Reducing the Consequences of Private Student Loans
It’s been reported that banks are raising their standards for student loans—and giving out less private loan money in education as well as in mortgages and other loans. But Federal loans, grants and scholarships are getting harder to come by as well—and they aren’t growing to match the rate of tuition inflation.
Maybe that’s why the Project on Student Loan Dept reports that despite trends indicating banks are scaling back their lending across the board, students are relying more than ever on private loans. According to the study, private student loan borrowing increased from 14% in 2003-2004 to 43% in 2008 among students at for-profit colleges; at nonprofits, rates increased from 5% in 2003-2004 to 14% last year.

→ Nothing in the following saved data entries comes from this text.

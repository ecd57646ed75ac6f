//! Assistant endpoints
//!
//! - POST /api/command  - free-text command, resolved through the model
//! - POST /api/schedule - structured meeting request
//! - POST /api/email    - structured email request
//! - GET  /api/events   - upcoming events
//! - POST /api/reminder - send the daily reminder now

use super::response::{ApiError, ApiJson, JsonReply};
use super::AppState;
use crate::action::{EmailRequest, MeetingRequest};
use crate::capabilities::Event;
use crate::dispatcher::CommandReply;
use crate::intent::IntentError;
use axum::extract::State;
use serde::{Deserialize, Serialize};
use tracing::{info, info_span, warn, Instrument};
use uuid::Uuid;

/// POST /api/command body
#[derive(Debug, Deserialize)]
pub struct CommandRequest {
    pub command: String,
}

/// POST /api/schedule body
#[derive(Debug, Deserialize)]
pub struct ScheduleRequest {
    #[serde(default)]
    pub attendees: Vec<String>,
    pub start_time: String,
    pub duration_minutes: i64,
    pub title: String,
}

/// POST /api/email body
#[derive(Debug, Deserialize)]
pub struct EmailRequestBody {
    pub to_email: String,
    pub subject: String,
    #[serde(default)]
    pub body: Option<String>,
}

/// GET /api/events response
#[derive(Debug, Serialize)]
pub struct EventsResponse {
    pub events: Vec<Event>,
    #[serde(skip_serializing_if = "Option::is_none")]
    pub error: Option<String>,
}

pub async fn process_command(
    State(state): State<AppState>,
    ApiJson(request): ApiJson<CommandRequest>,
) -> Result<JsonReply<CommandReply>, ApiError> {
    let command = request.command.trim();
    if command.is_empty() {
        return Err(ApiError::Validation("command is required".to_string()));
    }

    let span = info_span!("command", request_id = %Uuid::new_v4());
    async move {
        info!(command, "Processing command");
        match state.resolver.resolve(command).await {
            Ok(action) => state
                .dispatcher
                .dispatch(action)
                .await
                .map(JsonReply)
                .map_err(ApiError::from),
            Err(IntentError::Upstream(e)) => {
                Err(ApiError::Upstream(IntentError::Upstream(e).to_string()))
            }
            Err(e) => {
                warn!("Command not understood: {}", e);
                Ok(JsonReply(CommandReply::not_understood(&e)))
            }
        }
    }
    .instrument(span)
    .await
}

pub async fn schedule_meeting(
    State(state): State<AppState>,
    ApiJson(request): ApiJson<ScheduleRequest>,
) -> Result<JsonReply<CommandReply>, ApiError> {
    let meeting = MeetingRequest::parse(
        request.attendees,
        &request.start_time,
        request.duration_minutes,
        &request.title,
    )?;
    let reply = state
        .dispatcher
        .schedule_meeting(meeting)
        .instrument(info_span!("schedule", request_id = %Uuid::new_v4()))
        .await?;
    Ok(JsonReply(reply))
}

pub async fn send_email(
    State(state): State<AppState>,
    ApiJson(request): ApiJson<EmailRequestBody>,
) -> Result<JsonReply<CommandReply>, ApiError> {
    let email = EmailRequest::parse(&request.to_email, &request.subject, request.body)?;
    let reply = state
        .dispatcher
        .send_email(email)
        .instrument(info_span!("email", request_id = %Uuid::new_v4()))
        .await?;
    Ok(JsonReply(reply))
}

pub async fn get_events(State(state): State<AppState>) -> Result<JsonReply<EventsResponse>, ApiError> {
    let events = state
        .dispatcher
        .orchestrator()
        .list_events()
        .instrument(info_span!("events", request_id = %Uuid::new_v4()))
        .await?;
    Ok(JsonReply(EventsResponse { events, error: None }))
}

pub async fn send_daily_reminder(
    State(state): State<AppState>,
) -> Result<JsonReply<CommandReply>, ApiError> {
    let reply = state
        .dispatcher
        .send_daily_reminder()
        .instrument(info_span!("reminder", request_id = %Uuid::new_v4()))
        .await?;
    Ok(JsonReply(reply))
}
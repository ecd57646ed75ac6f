//! HTTP Server
//!
//! Axum server with CORS, request tracing, a per-request deadline and
//! graceful shutdown.

use crate::api::{api_router, envelope_timeout, AppState};
use crate::config::Config;
use axum::{
    http::{header, Method},
    middleware, Router,
};
use std::net::SocketAddr;
use std::time::Duration;
use tokio::signal;
use tower_http::cors::{Any, CorsLayer};
use tower_http::timeout::TimeoutLayer;
use tower_http::trace::TraceLayer;
use tracing::{info, warn};

/// Assistant HTTP server
pub struct AssistantServer {
    addr: SocketAddr,
    request_timeout: Duration,
    state: AppState,
}

impl AssistantServer {
    pub fn new(config: &Config, state: AppState) -> Self {
        Self {
            addr: config.socket_addr(),
            request_timeout: config.request_timeout,
            state,
        }
    }

    /// Build the router with all routes and middleware.
    ///
    /// A request past the deadline gets an enveloped 408 and its handler
    /// future is dropped, which cancels every provider call still in flight.
    pub fn build_router(&self) -> Router {
        let cors = CorsLayer::new()
            .allow_origin(Any)
            .allow_methods([Method::GET, Method::POST])
            .allow_headers([header::CONTENT_TYPE]);

        api_router(self.state.clone())
            .layer(TimeoutLayer::new(self.request_timeout))
            .layer(middleware::map_response(envelope_timeout))
            .layer(cors)
            .layer(TraceLayer::new_for_http())
    }

    /// Start the server and run until a shutdown signal
    pub async fn run(self) -> anyhow::Result<()> {
        let router = self.build_router();

        info!("Starting assistant server on {}", self.addr);
        if self.state.info.demo_mode {
            info!("Demo mode - visit http://{}/demo for more info", self.addr);
        }

        let listener = tokio::net::TcpListener::bind(self.addr).await?;

        axum::serve(listener, router)
            .with_graceful_shutdown(shutdown_signal())
            .await?;

        info!("Assistant server shut down gracefully");
        Ok(())
    }
}

/// Graceful shutdown signal handler
pub async fn shutdown_signal() {
    let ctrl_c = async {
        if let Err(e) = signal::ctrl_c().await {
            warn!("Failed to install Ctrl+C handler: {}", e);
            std::future::pending::<()>().await;
        }
    };

    #[cfg(unix)]
    let terminate = async {
        match signal::unix::signal(signal::unix::SignalKind::terminate()) {
            Ok(mut sigterm) => {
                sigterm.recv().await;
            }
            Err(e) => {
                warn!("Failed to install SIGTERM handler: {}", e);
                std::future::pending::<()>().await;
            }
        }
    };

    #[cfg(not(unix))]
    let terminate = std::future::pending::<()>();

    tokio::select! {
        _ = ctrl_c => {
            info!("Received Ctrl+C, initiating graceful shutdown");
        }
        _ = terminate => {
            info!("Received SIGTERM, initiating graceful shutdown");
        }
    }
}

And that’s bad for students and parents. Private student loans carry high interest rates and payment terms that are often far from optimal. As a student, your best bet for minimizing your loan burden after college—aside from attending a lower-cost community college or online university - is to get as much Federal aid, grants and scholarships as you can. Here are a few ways you can reduce your debt burden when you get out of college.
Fill out the FAFSA
The study reports that surprisingly few people fill out the Free Application for Federal Student Aid. That’s a mistake. The application allows you to be considered for Federal Stafford, Plus and Perkins loans, all of which have fixed low interest rates and much better borrowing terms than you’d get with a private lender. With subsidized Federal loans, interest doesn’t start accumulating until after you’ve graduated college. Depending on your need, you may also be eligible for Federal grant aid that you don’t have to pay back.
Talk to your school
Many students are more aware of debt now than they were in the past, and some schools are responding. Some school financial aid offices are working to help students stay away from private debt by offering special aid packages designed for families facing financial hardship. They may be able to help you with extra grants, loans delivered directly through the school, or even a work-study job that allows you to apply your earnings toward your tuition. These are always worth looking into.
Get a job
Even if you’re not eligible for your school’s work-study program, you can still get a head start on paying down your debt by getting a job. Work part-time at a local bookstore, restaurant or coffee shop and apply your earnings toward your tuition. The sooner you can get started paying down your debt, the lower your burden will be when you graduate—and the more freedom you’ll have as a new graduate.
Even if you’re attending a school with high tuition, it’s likely you’re taking out more in private loans than you need to. It’s never to early to think about how you can reduce your debt burden when you graduate—starting with your reliance on private loans. Talk to your school, fill out the FAFSA, and look for opportunities to apply for grants and low-interest Federal loans. In addition, get started early paying down your debt with a job, either on campus or off. If you do, you’ll have a much easier life when you graduate college.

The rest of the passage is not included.